Memoria delle visite effettuate il 30 novembre 2002 e il 09 dicembre 2002

Premesso che mi ero già recato al Centro di Permanenza Temporanea di Contrada San Benedetto in Agrigento il 30 novembre scorso in occasione della giornata nazionale per la chiusura dei CPT.

La sera prima della visita mi era stato accordato, via Fax, l’ingresso ma mi era stata negata la possibilità di essere accompagnato da alcuni miei collaboratori e il permesso di fare entrare un operatore video con relativa video camera.

La cosa mi suonava strana dato che io in passato più volte ero andato al CPT e mai erano sorti problemi sul numero della delegazione autorizzata all’ingresso.

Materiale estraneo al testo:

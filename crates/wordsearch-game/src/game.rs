use std::collections::HashMap;

use wordsearch_core::{LetterGrid, Word, locate, selection};
use wordsearch_generator::{GeneratedGrid, GridGenerator, GridSeed, PlacedWord};

use crate::{
    Countdown, GameError, Level, Tick,
    progress::ProgressSnapshot,
    score::{self, LevelSummary},
};

/// Where a level attempt stands.
#[derive(Debug, Clone, Copy, PartialEq, Eq, derive_more::IsVariant)]
pub enum GameStatus {
    /// Selections are accepted.
    Playing,
    /// Every target word was found.
    Completed,
    /// The countdown expired first.
    TimeUp,
}

/// What a finished drag selection amounted to.
#[derive(Debug, Clone, PartialEq, Eq, derive_more::IsVariant)]
pub enum SelectionOutcome {
    /// The selection spelled a target word, forwards or backwards, that had
    /// not been found yet.
    Found {
        /// The target word.
        word: Word,
        /// Points awarded for it.
        points: u32,
    },
    /// The selection spelled a target word that was already found.
    AlreadyFound(Word),
    /// The selection is straight but spells no target word.
    NotAWord(String),
    /// The selection is not a straight line of at least two cells.
    Invalid,
}

/// One attempt at a word-search level.
///
/// Holds the generated grid, the target words, the words found so far, the
/// score, and the countdown. A restart regenerates the grid and clears
/// everything else.
///
/// Target words are the level's words in uppercase, without duplicates. All of
/// them count toward completion, including any the generator failed to place;
/// such a word can still be found if its letters happen to line up.
///
/// # Example
///
/// ```
/// use wordsearch_game::{Difficulty, Game, Level};
///
/// let level = Level::new(1, 10, ["harp", "doctor"], 120, Difficulty::Easy);
/// let game = Game::start(level).unwrap();
///
/// assert_eq!(game.grid().size(), 10);
/// assert_eq!(game.targets().len(), 2);
/// assert!(game.found_words().is_empty());
/// assert!(game.status().is_playing());
/// ```
#[derive(Debug, Clone)]
pub struct Game {
    level: Level,
    seed: GridSeed,
    grid: LetterGrid,
    targets: Vec<Word>,
    placements: HashMap<Word, PlacedWord>,
    found: Vec<Word>,
    score: u32,
    countdown: Countdown,
    status: GameStatus,
}

impl Game {
    /// Starts an attempt on a freshly generated grid.
    ///
    /// # Errors
    ///
    /// Returns [`GameError::InvalidWord`] if a level word contains anything but
    /// letters, or [`GameError::NoWords`] if the level has no words.
    pub fn start(level: Level) -> Result<Self, GameError> {
        Self::start_with_seed(level, GridSeed::random())
    }

    /// Starts an attempt on the grid determined by `seed`.
    ///
    /// # Errors
    ///
    /// Returns [`GameError::InvalidWord`] if a level word contains anything but
    /// letters, or [`GameError::NoWords`] if the level has no words.
    pub fn start_with_seed(level: Level, seed: GridSeed) -> Result<Self, GameError> {
        let targets = normalize_targets(&level)?;
        let generated = generate(&level, &targets, seed);
        Self::with_targets(level, targets, generated)
    }

    /// Starts an attempt on an already generated grid.
    ///
    /// # Errors
    ///
    /// Returns [`GameError::InvalidWord`] if a level word contains anything but
    /// letters, [`GameError::NoWords`] if the level has no words, or
    /// [`GameError::GridSizeMismatch`] if the grid size differs from the
    /// level's.
    pub fn new(level: Level, generated: GeneratedGrid) -> Result<Self, GameError> {
        let targets = normalize_targets(&level)?;
        Self::with_targets(level, targets, generated)
    }

    /// Resumes an attempt from a saved snapshot.
    ///
    /// The grid is regenerated from the snapshot's seed, so the found words
    /// land on the cells they were found on. Saved words that are not targets
    /// of `level` are dropped. A snapshot without a remaining time starts a
    /// full countdown.
    ///
    /// # Errors
    ///
    /// Returns [`GameError::LevelMismatch`] if the snapshot is for another
    /// level, [`GameError::InvalidSeed`] if it has no valid seed, or any error
    /// [`Game::start_with_seed`] returns.
    pub fn resume(level: Level, snapshot: &ProgressSnapshot) -> Result<Self, GameError> {
        if snapshot.level != level.id {
            return Err(GameError::LevelMismatch {
                expected: level.id,
                actual: snapshot.level,
            });
        }
        let seed = snapshot
            .seed
            .as_deref()
            .unwrap_or_default()
            .parse::<GridSeed>()
            .map_err(|source| GameError::InvalidSeed { source })?;

        let mut game = Self::start_with_seed(level, seed)?;
        for text in &snapshot.found_words {
            match Word::normalized(text) {
                Ok(word) if game.targets.contains(&word) && !game.is_found(&word) => {
                    game.found.push(word);
                }
                _ => log::warn!("level {}: dropping saved word {text:?}", game.level.id),
            }
        }
        game.score = snapshot.score;
        if let Some(remaining) = snapshot.time_remaining {
            game.countdown = Countdown::new(remaining.min(game.level.time_limit));
        }
        if game.is_complete() {
            game.complete();
        }
        log::info!(
            "level {} resumed with {} of {} words found",
            game.level.id,
            game.found.len(),
            game.targets.len()
        );
        Ok(game)
    }

    fn with_targets(
        level: Level,
        targets: Vec<Word>,
        generated: GeneratedGrid,
    ) -> Result<Self, GameError> {
        if generated.grid.size() != level.grid_size {
            return Err(GameError::GridSizeMismatch {
                expected: level.grid_size,
                actual: generated.grid.size(),
            });
        }

        let GeneratedGrid {
            seed,
            grid,
            placements,
        } = generated;
        let placement_map = index_placements(placements);
        for target in &targets {
            if !placement_map.contains_key(target) {
                log::debug!("level {}: {target} was not placed in the grid", level.id);
            }
        }

        let countdown = Countdown::new(level.time_limit);
        log::info!(
            "level {} started: {} words on a {}x{} grid, seed {seed}",
            level.id,
            targets.len(),
            grid.size(),
            grid.size()
        );
        Ok(Self {
            level,
            seed,
            grid,
            targets,
            placements: placement_map,
            found: Vec::new(),
            score: 0,
            countdown,
            status: GameStatus::Playing,
        })
    }

    /// Regenerates the grid and clears found words, score, and countdown.
    pub fn restart(&mut self) {
        self.restart_with_seed(GridSeed::random());
    }

    /// Regenerates the grid from `seed` and clears found words, score, and
    /// countdown.
    pub fn restart_with_seed(&mut self, seed: GridSeed) {
        let generated = generate(&self.level, &self.targets, seed);
        self.seed = generated.seed;
        self.grid = generated.grid;
        self.placements = index_placements(generated.placements);
        self.found.clear();
        self.score = 0;
        self.countdown = Countdown::new(self.level.time_limit);
        self.status = GameStatus::Playing;
        log::info!("level {} restarted with seed {}", self.level.id, self.seed);
    }

    /// Returns the level being played.
    #[must_use]
    pub fn level(&self) -> &Level {
        &self.level
    }

    /// Returns the seed of the current grid.
    #[must_use]
    pub fn seed(&self) -> GridSeed {
        self.seed
    }

    /// Returns the letter grid.
    #[must_use]
    pub fn grid(&self) -> &LetterGrid {
        &self.grid
    }

    /// Returns the distinct target words, in level order.
    #[must_use]
    pub fn targets(&self) -> &[Word] {
        &self.targets
    }

    /// Returns the found words, in the order they were found.
    #[must_use]
    pub fn found_words(&self) -> &[Word] {
        &self.found
    }

    /// Returns `true` if `word` has been found.
    #[must_use]
    pub fn is_found(&self, word: &Word) -> bool {
        self.found.contains(word)
    }

    /// Returns the target words not found yet, in level order.
    pub fn remaining_words(&self) -> impl Iterator<Item = &Word> {
        self.targets.iter().filter(|word| !self.is_found(word))
    }

    /// Returns the generator's placement records, sorted by target order.
    #[must_use]
    pub fn placements(&self) -> Vec<&PlacedWord> {
        self.targets
            .iter()
            .filter_map(|word| self.placements.get(word))
            .collect()
    }

    /// Returns the accumulated score, before the difficulty multiplier.
    #[must_use]
    pub fn score(&self) -> u32 {
        self.score
    }

    /// Returns the seconds left on the countdown.
    #[must_use]
    pub fn time_remaining(&self) -> u32 {
        self.countdown.remaining()
    }

    /// Returns the seconds elapsed since the attempt started.
    #[must_use]
    pub fn time_spent(&self) -> u32 {
        self.level.time_limit.saturating_sub(self.countdown.remaining())
    }

    /// Returns where the attempt stands.
    #[must_use]
    pub fn status(&self) -> GameStatus {
        self.status
    }

    /// Returns `true` if every target word has been found.
    #[must_use]
    pub fn is_complete(&self) -> bool {
        self.targets.iter().all(|word| self.is_found(word))
    }

    /// Advances the countdown by one second.
    ///
    /// When the countdown expires the attempt ends with [`GameStatus::TimeUp`].
    pub fn tick(&mut self) -> Tick {
        let tick = self.countdown.tick();
        if tick.is_expired() {
            self.status = GameStatus::TimeUp;
            log::info!(
                "level {}: time up with {} of {} words found",
                self.level.id,
                self.found.len(),
                self.targets.len()
            );
        }
        tick
    }

    /// Returns the target word spelled by `text` forwards or backwards,
    /// ignoring case.
    ///
    /// Words not found yet take precedence over already found ones, so a level
    /// holding both a word and its reversal can have both found.
    #[must_use]
    pub fn match_word(&self, text: &str) -> Option<&Word> {
        let word = Word::normalized(text).ok()?;
        let matches = |target: &&Word| target.matches_either_way(word.letters());
        self.remaining_words()
            .find(matches)
            .or_else(|| self.targets.iter().find(matches))
    }

    /// Resolves a finished drag selection against the target words.
    ///
    /// # Errors
    ///
    /// Returns [`GameError::AttemptOver`] if the level was already completed or
    /// the time ran out.
    pub fn submit_selection(&mut self, path: &[usize]) -> Result<SelectionOutcome, GameError> {
        if !self.status.is_playing() {
            return Err(GameError::AttemptOver);
        }
        if !selection::is_valid_selection(path, self.grid.size()) {
            return Ok(SelectionOutcome::Invalid);
        }

        let text = locate::resolve_selection(path, &self.grid);
        let Some(word) = self.match_word(&text).cloned() else {
            return Ok(SelectionOutcome::NotAWord(text));
        };
        if self.is_found(&word) {
            return Ok(SelectionOutcome::AlreadyFound(word));
        }

        let points = score::word_score(word.len(), self.countdown.remaining());
        self.score = self.score.saturating_add(points);
        self.found.push(word.clone());
        log::info!(
            "level {}: found {word} for {points} points ({} of {})",
            self.level.id,
            self.found.len(),
            self.targets.len()
        );

        if self.is_complete() {
            self.complete();
        }
        Ok(SelectionOutcome::Found { word, points })
    }

    fn complete(&mut self) {
        self.status = GameStatus::Completed;
        self.countdown.cancel();
        log::info!("level {} completed with score {}", self.level.id, self.score);
    }

    /// Returns the cells to highlight for `word`.
    ///
    /// Uses the generator's placement record when there is one, and otherwise
    /// searches the grid. `None` means the word occurs nowhere in the grid.
    #[must_use]
    pub fn word_path(&self, word: &Word) -> Option<Vec<usize>> {
        if let Some(placed) = self.placements.get(word) {
            return Some(placed.path().to_vec());
        }
        let path = locate::locate_word_path(&self.grid, word);
        if path.is_none() {
            log::warn!("level {}: {word} does not occur in the grid", self.level.id);
        }
        path
    }

    /// Returns each found word with the cells to highlight for it, in the
    /// order the words were found.
    #[must_use]
    pub fn highlights(&self) -> Vec<(&Word, Vec<usize>)> {
        self.found
            .iter()
            .filter_map(|word| self.word_path(word).map(|path| (word, path)))
            .collect()
    }

    /// Summarizes the attempt, applying the difficulty multiplier.
    #[must_use]
    pub fn summary(&self) -> LevelSummary {
        LevelSummary::new(
            self.score,
            self.found.len(),
            self.targets.len(),
            self.time_spent(),
            self.level.difficulty,
        )
    }

    /// Captures the attempt's progress for saving.
    #[must_use]
    pub fn snapshot(&self) -> ProgressSnapshot {
        ProgressSnapshot {
            level: self.level.id,
            score: self.score,
            found_words: self.found.iter().map(ToString::to_string).collect(),
            seed: Some(self.seed.to_string()),
            time_remaining: Some(self.countdown.remaining()),
        }
    }
}

fn normalize_targets(level: &Level) -> Result<Vec<Word>, GameError> {
    let mut targets: Vec<Word> = Vec::with_capacity(level.words.len());
    for text in &level.words {
        let word = Word::normalized(text).map_err(|source| GameError::InvalidWord {
            word: text.clone(),
            source,
        })?;
        if !targets.contains(&word) {
            targets.push(word);
        }
    }
    if targets.is_empty() {
        return Err(GameError::NoWords);
    }
    Ok(targets)
}

fn index_placements(placements: Vec<PlacedWord>) -> HashMap<Word, PlacedWord> {
    let mut map = HashMap::new();
    for placed in placements {
        map.entry(placed.word().clone()).or_insert(placed);
    }
    map
}

fn generate(level: &Level, targets: &[Word], seed: GridSeed) -> GeneratedGrid {
    let words: Vec<String> = targets.iter().map(ToString::to_string).collect();
    GridGenerator::new(level.grid_size).generate_with_seed(seed, &words)
}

Visto questo mi recai al C.P.T, munito di una videocamera personale, per documentare la visita e riprendere le condizioni interne del Centro.

Durante la visita riscontrai una situazione drammatica; le condizioni igieniche erano inesistenti, feci e urine ovunque e le camerate sembravano dei Lager di antica memoria.

Un fatto grave però avvenne quando, i funzionari della polizia, mi sequestrarono, in maniera violenta, la telecamera e cancellarono le immagini che avevo filmato.

All’uscita mi recai in Prefettura per chiedere l’immediata chiusura del CPT, il Prefetto, giunto poco dopo insieme al Questore, mi allargo le braccia promettendo comunque un miglioramento di quel luogo ormai diventato un centro di detenzione.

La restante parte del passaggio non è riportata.